Devonian-mid Jurassic terrane amalgams in the Klamaths and Sierran Foothills consist of serpentinized peridotites, disrupted hypabyssal gabbros + seafloor basalts, and capping deep-water chert-argillite sequences. Mafic-ultramafic complexes are oceanic, whereas fine-grained terrigenous strata were derived chiefly from previously docked continental-margin belts. Klamath-Sierran sutured terranes reflect ~230 m. y. of margin-parallel strike slip involving minor subduction, as mirrored by ubiquitous ophiolite-chert-argillite lithologies. Quartzofeldspathic clastic sedimentary units, and high-pressure metamorphic rocks are rare. Little devolatilization occurred at magmagenic depths, hence coeval hydrothermal ore deposits and calcalkaline plutons are uncommon in this terrane assembly. In contrast, the Klamath-Sierra Nevada calcalkaline arc reflects voluminous magmatism attending a Late Jurassic transition to transpressive motion, generating deposition of Galice-Mariposa erosional products of an incipient arc. Nearly head-on subduction of the Farallon plate beneath the margin began in Cretaceous time. Great Valley forearc basin and Franciscan oceanic trench deposits are first-cycle debris shed mainly from the Klamath-Sierran igneous arc, as shown by detrital petrofacies, paleocurrents, and bulk-rock geochemistry. The three contemporaneous belts record ~70 m.y. of rapid sialic growth. Dewatering of the descending oceanic plate at magmagenic depths promoted formation of Cretaceous gold deposits in the calcalkaline arc and surrounding wall rocks.

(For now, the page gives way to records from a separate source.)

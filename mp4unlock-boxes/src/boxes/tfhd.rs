use crate::{ParsedBox, Result};

/// Track Fragment Header Box (tfhd).
#[derive(Clone, Debug, Default)]
pub struct TfhdBox {
    /// As per the spec: an integer that uniquely identifies this
    /// track over the entire life‐time of this presentation
    pub track_id: u32,
    /// If specified via flags, this indicate the base data offset
    pub base_data_offset: Option<u64>,
    pub sample_description_index: Option<u32>,
    /// If specified via flags, this overrides the default sample
    /// duration in the Track Extends Box for this fragment
    pub default_sample_duration: Option<u32>,
    /// If specified via flags, this overrides the default sample
    /// size in the Track Extends Box for this fragment
    pub default_sample_size: Option<u32>,
    pub default_sample_flags: Option<u32>,
    /// Data offsets of this fragment are relative to the enclosing moof.
    pub default_base_is_moof: bool,
}

impl TfhdBox {
    /// Parses a TFHD Box.
    pub fn new(box_: &mut ParsedBox) -> Result<Self> {
        let flags = box_.flags();
        let reader = &mut box_.reader;

        let mut tfhd = Self {
            track_id: reader.read_u32()?,
            default_base_is_moof: flags & 0x020000 != 0,
            ..Default::default()
        };

        if flags & 0x000001 != 0 {
            tfhd.base_data_offset = Some(reader.read_u64()?);
        }

        if flags & 0x000002 != 0 {
            tfhd.sample_description_index = Some(reader.read_u32()?);
        }

        if flags & 0x000008 != 0 {
            tfhd.default_sample_duration = Some(reader.read_u32()?);
        }

        if flags & 0x000010 != 0 {
            tfhd.default_sample_size = Some(reader.read_u32()?);
        }

        if flags & 0x000020 != 0 {
            tfhd.default_sample_flags = Some(reader.read_u32()?);
        }

        Ok(tfhd)
    }
}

Spatial association links Klamath-Sierran Foothills metallogenesis to Cretaceous granitoids and coeval fluids that invaded the wall rocks. The ultimate origin of magmatic + hydrothermal activity probably was subduction-zone devolatilization. Au-bearing aqueous fluids exsolved from the plutons and/or expelled from heated wall rocks were mobilized during magmatic arc construction. Precipitation of gold-bearing quartz veins occurred where hot aqueous fluids met major geochemical discontinuities such as wall-rock serpentinites. The Franciscan Complex also is typified by serpentinized peridotites, but ascending subduction-channel fluids were derived from much shallower depths than the magmagenic zone, hence calcalkaline plutons and gold ore deposits are lacking.